Before I go on to discuss the latest stock on our watch list, I want to let my readers know that I have been posting my thoughts and other interesting news items in our Discussion Forum at various times throughout the last few trading days.   Readers are encouraged to check these postings out – as they are mostly posted throughout the trading day as events unfold.  Readers are also encouraged to exchange ideas and views – so please start posting in our Discussion Forum!

I want to take this opportunity to answer a question by one of my readers – that whether JWN (Nordstrom) represents a good buy at this point (after declining nearly 10% last Friday due to an earnings report that did not meet analysts’ expectations).  First of all, on a technical basis, the chart for JWN looks terrible:

Nordstrom (JWN) - The first technical failure was registered when JWN declined below its 50 DMA and failed to break back above it last Tuesday.  The second technical failure happened last Friday when the stock gapped down below its 200 DMA.

As readers can see in the above chart, there were two technical failures on the daily chart of JWN just over the last seven trading days – three if you count the bearish downside gap and the break below its 200 DMA as separate failures.  The fact that JWN announced a 300 million share buyback on Wednesday morning and subsequently failed to incite much excitement (given an up day for the market and for retail stocks in general) is further testimony to the stock’s technical weakness.
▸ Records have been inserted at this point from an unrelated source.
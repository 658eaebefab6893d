//! Semigroup type class - types with an associative binary operation.
//!
//! A semigroup is what an error type needs to provide for
//! [`Validation`](crate::data::Validation) to accumulate failures: when two
//! independent validations both fail, their errors are merged with
//! [`Semigroup::combine`], left operand first.
//!
//! # Laws
//!
//! ## Associativity
//!
//! ```text
//! (a.combine(b)).combine(c) == a.combine(b.combine(c))
//! ```
//!
//! # Examples
//!
//! ```rust
//! use endofunk::typeclass::Semigroup;
//!
//! assert_eq!(String::from("Hello, ").combine(String::from("World!")), "Hello, World!");
//! assert_eq!(vec![1, 2].combine(vec![3, 4]), vec![1, 2, 3, 4]);
//! ```

use std::collections::{BTreeSet, VecDeque};

/// A type class for types with an associative binary operation.
pub trait Semigroup {
    /// Combines two values into one.
    ///
    /// This operation must be associative.
    #[must_use]
    fn combine(self, other: Self) -> Self;

    /// Reduces all elements in an iterator using the semigroup operation.
    ///
    /// Returns `None` if the iterator is empty.
    ///
    /// # Examples
    ///
    /// ```rust
    /// use endofunk::typeclass::Semigroup;
    ///
    /// let parts = vec![String::from("a"), String::from("b"), String::from("c")];
    /// assert_eq!(String::reduce_all(parts), Some(String::from("abc")));
    ///
    /// let empty: Vec<String> = vec![];
    /// assert_eq!(String::reduce_all(empty), None);
    /// ```
    fn reduce_all<I>(iterator: I) -> Option<Self>
    where
        I: IntoIterator<Item = Self>,
        Self: Sized,
    {
        iterator
            .into_iter()
            .reduce(|accumulator, element| accumulator.combine(element))
    }
}

impl Semigroup for String {
    fn combine(mut self, other: Self) -> Self {
        self.push_str(&other);
        self
    }
}

impl<T> Semigroup for Vec<T> {
    fn combine(mut self, mut other: Self) -> Self {
        self.append(&mut other);
        self
    }
}

impl<T> Semigroup for VecDeque<T> {
    fn combine(mut self, mut other: Self) -> Self {
        self.append(&mut other);
        self
    }
}

/// Set union; duplicate errors collapse into one.
impl<T: Ord> Semigroup for BTreeSet<T> {
    fn combine(mut self, mut other: Self) -> Self {
        self.append(&mut other);
        self
    }
}

/// The unit type forms a trivial semigroup.
impl Semigroup for () {
    fn combine(self, _other: Self) -> Self {}
}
Readers should keep in mind the author’s position that we are currently in a cyclical bull market – a cyclical bull market in the context of a secular (longer-term) bear market – similar to the secular bear market of 1966 to 1974.  The initial trigger for this secular bear market (and the first cyclical bear market -- which began in early 2000) was the huge cutback in capital spending.  Given the fact that companies are now flushed with cash and given the fact that consumers are now on the other extreme end of the cash scale, the author believes that the next trigger for the next cyclical bear market is most probably a cutback in consumer spending – whether it is because of higher interest rates or a further rise in energy prices (or both).  Given this belief, it is probably safe to say that retail stocks will lead the next market decline.  Because of this, I am going to warn all my readers to try to stay out of retail stocks in general – as a watershed decline in these stocks can come with absolutely no warning.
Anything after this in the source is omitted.